■ The problem
Tell how many lines in the following entries include the word "LoweringToPickup", giving the figure alone.

*** Opening of Data supplied ***

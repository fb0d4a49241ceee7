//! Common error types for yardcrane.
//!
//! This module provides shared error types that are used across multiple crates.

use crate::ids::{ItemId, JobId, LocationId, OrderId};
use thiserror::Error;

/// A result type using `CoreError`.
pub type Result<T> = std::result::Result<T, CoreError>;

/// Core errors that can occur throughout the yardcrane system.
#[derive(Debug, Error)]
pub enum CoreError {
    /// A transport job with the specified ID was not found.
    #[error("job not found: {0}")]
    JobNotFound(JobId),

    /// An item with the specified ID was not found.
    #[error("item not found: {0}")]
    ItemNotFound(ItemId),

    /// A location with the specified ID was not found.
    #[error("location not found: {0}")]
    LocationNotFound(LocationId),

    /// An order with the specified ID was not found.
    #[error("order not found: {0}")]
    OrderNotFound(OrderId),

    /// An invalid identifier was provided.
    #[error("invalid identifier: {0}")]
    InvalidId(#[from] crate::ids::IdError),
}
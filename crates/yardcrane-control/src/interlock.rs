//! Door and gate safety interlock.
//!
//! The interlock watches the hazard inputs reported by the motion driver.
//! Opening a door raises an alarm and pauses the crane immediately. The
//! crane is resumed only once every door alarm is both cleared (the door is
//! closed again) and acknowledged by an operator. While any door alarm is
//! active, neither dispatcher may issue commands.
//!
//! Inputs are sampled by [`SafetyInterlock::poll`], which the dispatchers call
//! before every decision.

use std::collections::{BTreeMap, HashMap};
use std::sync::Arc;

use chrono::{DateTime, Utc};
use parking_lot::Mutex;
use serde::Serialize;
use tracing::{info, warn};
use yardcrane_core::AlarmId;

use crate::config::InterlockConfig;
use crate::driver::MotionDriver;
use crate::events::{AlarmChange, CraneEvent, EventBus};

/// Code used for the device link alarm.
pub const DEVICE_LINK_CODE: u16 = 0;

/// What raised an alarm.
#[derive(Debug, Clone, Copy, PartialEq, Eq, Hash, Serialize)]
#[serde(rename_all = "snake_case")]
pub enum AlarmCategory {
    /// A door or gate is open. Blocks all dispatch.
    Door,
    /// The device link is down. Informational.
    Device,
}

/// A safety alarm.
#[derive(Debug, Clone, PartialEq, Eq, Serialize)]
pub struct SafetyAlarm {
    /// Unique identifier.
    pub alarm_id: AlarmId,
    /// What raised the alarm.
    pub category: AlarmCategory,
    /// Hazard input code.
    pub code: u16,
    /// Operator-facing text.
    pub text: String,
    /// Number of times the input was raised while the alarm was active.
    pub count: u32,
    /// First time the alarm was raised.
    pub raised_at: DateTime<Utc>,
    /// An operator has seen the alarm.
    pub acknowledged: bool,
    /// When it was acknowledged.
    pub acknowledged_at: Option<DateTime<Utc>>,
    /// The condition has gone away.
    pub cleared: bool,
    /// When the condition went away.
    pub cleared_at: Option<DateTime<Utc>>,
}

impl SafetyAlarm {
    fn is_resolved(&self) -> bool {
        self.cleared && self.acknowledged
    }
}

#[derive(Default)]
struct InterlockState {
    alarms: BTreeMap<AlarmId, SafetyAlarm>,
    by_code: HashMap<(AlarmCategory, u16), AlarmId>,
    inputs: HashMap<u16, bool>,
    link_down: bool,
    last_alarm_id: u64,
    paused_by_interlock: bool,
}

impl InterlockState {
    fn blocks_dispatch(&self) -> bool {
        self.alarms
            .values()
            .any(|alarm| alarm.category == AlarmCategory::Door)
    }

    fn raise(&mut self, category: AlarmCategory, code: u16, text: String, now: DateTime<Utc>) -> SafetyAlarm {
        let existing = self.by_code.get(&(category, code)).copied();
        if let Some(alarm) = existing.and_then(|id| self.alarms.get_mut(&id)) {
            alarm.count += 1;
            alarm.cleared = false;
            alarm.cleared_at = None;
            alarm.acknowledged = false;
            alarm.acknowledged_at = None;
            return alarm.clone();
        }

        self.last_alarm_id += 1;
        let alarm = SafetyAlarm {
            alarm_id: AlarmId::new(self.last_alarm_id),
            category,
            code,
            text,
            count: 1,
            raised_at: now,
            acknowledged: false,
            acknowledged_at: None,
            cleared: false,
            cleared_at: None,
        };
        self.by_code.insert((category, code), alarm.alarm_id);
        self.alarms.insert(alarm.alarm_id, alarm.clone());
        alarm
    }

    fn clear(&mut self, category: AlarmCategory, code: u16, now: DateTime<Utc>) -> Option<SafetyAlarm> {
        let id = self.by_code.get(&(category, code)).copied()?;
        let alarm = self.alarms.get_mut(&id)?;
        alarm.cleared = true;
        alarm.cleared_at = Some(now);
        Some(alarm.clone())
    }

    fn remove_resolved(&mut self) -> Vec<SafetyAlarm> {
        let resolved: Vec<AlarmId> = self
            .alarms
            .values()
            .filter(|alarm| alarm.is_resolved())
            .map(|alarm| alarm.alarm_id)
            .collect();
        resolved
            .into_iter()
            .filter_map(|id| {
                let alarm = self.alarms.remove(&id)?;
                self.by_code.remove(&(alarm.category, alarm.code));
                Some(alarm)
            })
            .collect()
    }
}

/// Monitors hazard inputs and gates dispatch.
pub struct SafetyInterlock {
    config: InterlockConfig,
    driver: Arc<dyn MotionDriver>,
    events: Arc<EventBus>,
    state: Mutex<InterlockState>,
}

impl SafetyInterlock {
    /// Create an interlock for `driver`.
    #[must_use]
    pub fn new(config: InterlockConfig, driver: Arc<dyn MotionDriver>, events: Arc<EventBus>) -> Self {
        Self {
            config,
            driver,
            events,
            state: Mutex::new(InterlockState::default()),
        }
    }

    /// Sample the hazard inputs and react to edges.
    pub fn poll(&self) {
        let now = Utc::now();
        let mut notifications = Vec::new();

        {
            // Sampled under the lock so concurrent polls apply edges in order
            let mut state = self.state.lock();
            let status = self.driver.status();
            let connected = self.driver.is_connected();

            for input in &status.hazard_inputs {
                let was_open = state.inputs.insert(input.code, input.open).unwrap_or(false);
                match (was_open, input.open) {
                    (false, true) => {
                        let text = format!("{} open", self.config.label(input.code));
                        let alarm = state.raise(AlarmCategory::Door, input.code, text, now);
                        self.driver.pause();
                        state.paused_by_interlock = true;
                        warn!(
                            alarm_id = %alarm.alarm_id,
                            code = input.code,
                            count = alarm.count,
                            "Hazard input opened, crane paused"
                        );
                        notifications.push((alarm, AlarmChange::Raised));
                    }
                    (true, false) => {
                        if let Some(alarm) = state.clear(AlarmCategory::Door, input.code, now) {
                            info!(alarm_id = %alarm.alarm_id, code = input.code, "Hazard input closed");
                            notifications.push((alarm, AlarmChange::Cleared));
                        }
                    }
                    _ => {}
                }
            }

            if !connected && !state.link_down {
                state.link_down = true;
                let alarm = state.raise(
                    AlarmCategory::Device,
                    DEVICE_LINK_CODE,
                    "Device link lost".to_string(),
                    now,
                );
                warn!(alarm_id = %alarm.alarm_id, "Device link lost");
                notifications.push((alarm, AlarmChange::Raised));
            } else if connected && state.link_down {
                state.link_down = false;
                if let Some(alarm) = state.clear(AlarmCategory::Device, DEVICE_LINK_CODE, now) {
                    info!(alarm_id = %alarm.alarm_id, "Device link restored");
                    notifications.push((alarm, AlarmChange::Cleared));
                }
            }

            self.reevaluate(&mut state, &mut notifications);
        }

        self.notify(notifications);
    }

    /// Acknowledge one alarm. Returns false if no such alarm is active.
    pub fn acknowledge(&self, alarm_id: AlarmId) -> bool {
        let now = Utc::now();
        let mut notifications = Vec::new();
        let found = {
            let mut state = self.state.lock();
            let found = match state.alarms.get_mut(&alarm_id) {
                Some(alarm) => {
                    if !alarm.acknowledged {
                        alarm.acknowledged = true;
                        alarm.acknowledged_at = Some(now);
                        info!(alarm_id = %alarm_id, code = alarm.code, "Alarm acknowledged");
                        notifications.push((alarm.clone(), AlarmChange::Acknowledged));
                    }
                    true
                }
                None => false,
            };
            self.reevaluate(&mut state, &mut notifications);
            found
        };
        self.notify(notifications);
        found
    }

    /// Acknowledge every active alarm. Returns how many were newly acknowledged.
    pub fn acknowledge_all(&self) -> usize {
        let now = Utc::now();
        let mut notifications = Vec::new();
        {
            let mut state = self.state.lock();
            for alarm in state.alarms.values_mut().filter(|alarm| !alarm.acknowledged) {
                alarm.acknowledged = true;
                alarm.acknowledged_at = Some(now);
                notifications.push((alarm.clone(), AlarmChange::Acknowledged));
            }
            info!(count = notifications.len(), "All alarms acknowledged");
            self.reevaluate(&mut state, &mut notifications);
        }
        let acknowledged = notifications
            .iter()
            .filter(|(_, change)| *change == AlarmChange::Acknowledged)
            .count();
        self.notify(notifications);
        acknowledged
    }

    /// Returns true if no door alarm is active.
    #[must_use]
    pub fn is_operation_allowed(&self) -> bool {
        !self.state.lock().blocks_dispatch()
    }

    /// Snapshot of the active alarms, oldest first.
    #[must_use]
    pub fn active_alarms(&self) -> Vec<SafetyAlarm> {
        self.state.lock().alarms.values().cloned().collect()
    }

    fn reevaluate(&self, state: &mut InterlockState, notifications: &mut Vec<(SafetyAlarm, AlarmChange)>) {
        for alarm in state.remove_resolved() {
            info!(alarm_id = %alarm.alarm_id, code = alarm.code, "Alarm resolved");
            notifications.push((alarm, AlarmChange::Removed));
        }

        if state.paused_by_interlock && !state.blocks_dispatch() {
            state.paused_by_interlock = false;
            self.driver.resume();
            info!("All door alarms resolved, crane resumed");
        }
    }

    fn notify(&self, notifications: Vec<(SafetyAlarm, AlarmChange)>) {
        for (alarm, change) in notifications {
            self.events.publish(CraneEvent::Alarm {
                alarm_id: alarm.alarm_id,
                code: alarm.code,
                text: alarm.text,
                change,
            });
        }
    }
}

*** Close of Data supplied ***
*** Opening of Data supplied ***

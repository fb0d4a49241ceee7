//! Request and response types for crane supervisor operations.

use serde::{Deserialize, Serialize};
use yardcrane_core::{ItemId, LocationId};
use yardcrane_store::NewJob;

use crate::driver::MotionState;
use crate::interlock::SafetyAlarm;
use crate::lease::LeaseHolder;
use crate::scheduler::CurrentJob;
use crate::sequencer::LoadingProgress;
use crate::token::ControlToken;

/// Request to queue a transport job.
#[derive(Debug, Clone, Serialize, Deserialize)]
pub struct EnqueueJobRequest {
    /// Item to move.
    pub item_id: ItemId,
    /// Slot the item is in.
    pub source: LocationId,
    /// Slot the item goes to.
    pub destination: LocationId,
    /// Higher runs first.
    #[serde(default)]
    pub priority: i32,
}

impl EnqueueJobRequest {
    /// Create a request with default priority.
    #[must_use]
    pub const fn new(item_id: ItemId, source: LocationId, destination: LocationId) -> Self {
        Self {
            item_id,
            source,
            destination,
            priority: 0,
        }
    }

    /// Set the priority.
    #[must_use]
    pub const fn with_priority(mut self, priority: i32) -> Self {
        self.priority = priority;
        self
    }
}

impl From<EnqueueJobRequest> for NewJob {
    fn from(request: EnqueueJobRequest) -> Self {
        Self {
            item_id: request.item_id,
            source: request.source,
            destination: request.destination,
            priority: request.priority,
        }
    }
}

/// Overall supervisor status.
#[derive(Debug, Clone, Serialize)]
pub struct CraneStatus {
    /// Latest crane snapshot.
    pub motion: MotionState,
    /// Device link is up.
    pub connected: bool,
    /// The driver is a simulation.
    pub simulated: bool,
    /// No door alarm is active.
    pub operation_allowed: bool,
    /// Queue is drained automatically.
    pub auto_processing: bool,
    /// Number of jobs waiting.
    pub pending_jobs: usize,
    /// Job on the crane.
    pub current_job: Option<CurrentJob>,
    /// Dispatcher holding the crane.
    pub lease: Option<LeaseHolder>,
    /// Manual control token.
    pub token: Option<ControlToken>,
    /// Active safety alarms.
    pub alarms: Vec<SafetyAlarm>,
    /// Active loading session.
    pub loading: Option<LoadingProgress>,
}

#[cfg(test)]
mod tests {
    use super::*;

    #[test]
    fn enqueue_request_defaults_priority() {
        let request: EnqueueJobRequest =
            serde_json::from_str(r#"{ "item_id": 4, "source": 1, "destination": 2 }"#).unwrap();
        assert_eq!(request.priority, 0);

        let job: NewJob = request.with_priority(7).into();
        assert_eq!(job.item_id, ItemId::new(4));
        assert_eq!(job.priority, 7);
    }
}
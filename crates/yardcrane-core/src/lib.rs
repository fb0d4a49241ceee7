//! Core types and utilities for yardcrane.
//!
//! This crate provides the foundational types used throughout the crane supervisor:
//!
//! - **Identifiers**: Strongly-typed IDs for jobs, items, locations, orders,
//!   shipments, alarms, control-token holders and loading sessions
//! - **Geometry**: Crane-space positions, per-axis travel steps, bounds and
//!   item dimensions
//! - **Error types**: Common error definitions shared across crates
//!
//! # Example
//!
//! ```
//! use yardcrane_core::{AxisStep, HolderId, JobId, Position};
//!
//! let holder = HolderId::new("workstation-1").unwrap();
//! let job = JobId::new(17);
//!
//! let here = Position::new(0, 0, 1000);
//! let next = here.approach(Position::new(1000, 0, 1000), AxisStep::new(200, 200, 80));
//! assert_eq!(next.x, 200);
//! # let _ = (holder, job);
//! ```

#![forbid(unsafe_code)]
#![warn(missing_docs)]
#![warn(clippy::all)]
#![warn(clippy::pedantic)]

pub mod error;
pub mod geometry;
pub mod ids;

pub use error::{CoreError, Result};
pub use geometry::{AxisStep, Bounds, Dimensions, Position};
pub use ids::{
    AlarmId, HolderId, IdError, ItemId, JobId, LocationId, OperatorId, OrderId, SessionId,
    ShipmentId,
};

*** Close of Data supplied ***
*** Opening of Data supplied ***

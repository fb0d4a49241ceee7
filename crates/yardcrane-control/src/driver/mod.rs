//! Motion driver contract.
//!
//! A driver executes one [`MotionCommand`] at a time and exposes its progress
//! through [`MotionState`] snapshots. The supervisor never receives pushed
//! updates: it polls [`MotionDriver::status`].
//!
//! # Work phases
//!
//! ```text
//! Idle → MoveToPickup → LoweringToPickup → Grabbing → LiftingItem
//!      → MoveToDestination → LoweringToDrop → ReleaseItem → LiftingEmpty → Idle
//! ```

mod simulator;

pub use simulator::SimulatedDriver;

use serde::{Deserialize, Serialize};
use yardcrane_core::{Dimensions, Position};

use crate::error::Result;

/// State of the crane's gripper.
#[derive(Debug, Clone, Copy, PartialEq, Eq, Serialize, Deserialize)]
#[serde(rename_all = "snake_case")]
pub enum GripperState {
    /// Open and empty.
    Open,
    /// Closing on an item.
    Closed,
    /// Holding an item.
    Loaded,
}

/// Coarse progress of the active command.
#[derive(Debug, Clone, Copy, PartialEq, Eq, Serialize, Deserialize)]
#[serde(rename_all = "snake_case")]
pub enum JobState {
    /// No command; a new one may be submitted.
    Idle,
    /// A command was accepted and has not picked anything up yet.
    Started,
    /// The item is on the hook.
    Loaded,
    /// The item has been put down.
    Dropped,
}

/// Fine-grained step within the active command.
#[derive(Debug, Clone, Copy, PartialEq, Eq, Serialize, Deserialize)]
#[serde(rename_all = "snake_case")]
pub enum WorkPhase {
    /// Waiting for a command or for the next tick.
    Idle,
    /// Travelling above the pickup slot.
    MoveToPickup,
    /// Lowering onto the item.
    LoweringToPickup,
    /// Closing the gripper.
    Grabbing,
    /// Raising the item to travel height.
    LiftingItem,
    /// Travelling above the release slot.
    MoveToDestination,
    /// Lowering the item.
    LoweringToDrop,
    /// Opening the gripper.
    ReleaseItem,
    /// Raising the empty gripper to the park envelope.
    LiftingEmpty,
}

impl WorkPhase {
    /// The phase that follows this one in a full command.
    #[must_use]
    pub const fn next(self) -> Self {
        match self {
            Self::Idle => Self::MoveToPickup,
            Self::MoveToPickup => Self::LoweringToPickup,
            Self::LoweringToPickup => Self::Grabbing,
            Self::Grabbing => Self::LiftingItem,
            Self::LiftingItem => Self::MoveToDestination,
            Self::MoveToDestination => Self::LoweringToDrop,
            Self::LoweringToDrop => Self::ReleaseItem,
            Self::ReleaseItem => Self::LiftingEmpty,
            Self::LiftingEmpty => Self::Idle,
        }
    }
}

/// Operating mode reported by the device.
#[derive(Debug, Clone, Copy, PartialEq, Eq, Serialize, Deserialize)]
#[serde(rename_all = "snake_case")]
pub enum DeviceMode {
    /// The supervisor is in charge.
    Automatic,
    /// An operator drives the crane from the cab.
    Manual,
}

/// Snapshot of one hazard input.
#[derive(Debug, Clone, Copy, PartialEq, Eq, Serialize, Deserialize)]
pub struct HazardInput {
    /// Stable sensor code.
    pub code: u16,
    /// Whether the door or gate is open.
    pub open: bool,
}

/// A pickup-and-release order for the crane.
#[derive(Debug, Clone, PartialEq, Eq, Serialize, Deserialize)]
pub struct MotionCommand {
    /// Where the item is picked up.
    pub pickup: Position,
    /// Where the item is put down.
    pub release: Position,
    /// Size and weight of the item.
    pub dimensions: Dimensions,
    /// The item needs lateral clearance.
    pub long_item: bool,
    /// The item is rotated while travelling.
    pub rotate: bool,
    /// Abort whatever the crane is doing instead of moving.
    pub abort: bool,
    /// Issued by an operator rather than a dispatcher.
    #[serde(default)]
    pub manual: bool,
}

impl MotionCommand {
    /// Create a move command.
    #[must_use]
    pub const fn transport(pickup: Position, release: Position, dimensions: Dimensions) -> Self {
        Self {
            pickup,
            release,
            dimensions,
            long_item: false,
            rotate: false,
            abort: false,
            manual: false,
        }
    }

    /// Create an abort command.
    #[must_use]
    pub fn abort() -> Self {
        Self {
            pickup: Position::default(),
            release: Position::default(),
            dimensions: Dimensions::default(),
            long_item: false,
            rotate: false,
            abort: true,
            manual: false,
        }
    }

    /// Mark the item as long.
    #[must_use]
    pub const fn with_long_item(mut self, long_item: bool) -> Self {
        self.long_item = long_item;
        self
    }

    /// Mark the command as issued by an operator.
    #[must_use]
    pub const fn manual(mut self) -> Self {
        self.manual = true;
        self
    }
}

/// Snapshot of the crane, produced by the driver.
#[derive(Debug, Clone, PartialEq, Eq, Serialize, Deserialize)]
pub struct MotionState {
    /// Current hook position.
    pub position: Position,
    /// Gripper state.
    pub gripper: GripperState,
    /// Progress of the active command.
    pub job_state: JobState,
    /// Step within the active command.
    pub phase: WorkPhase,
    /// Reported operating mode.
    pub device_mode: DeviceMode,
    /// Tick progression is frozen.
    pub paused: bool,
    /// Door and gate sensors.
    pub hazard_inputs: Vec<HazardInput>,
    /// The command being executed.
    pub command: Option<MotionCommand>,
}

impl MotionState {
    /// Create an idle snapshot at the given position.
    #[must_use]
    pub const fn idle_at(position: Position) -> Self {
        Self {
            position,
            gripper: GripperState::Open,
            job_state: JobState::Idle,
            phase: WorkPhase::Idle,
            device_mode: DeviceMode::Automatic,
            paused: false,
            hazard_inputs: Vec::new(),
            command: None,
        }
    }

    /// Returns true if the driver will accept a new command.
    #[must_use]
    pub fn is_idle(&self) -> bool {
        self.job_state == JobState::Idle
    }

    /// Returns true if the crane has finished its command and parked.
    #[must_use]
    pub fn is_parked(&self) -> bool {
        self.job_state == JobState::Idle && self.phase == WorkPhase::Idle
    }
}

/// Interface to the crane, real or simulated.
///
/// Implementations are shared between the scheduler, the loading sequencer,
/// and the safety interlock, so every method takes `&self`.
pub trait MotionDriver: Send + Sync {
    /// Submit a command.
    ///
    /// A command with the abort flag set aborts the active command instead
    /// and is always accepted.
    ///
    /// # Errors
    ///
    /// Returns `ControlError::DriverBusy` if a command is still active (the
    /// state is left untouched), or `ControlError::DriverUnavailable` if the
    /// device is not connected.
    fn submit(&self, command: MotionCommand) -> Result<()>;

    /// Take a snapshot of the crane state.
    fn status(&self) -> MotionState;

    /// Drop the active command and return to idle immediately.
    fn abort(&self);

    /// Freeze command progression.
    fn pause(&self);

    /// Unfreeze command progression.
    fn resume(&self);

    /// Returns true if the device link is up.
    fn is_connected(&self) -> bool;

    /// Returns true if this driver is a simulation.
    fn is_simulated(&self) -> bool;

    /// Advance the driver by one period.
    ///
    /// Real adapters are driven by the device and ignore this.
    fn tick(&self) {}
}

*** Close of Data supplied ***

■ Finished exercise
4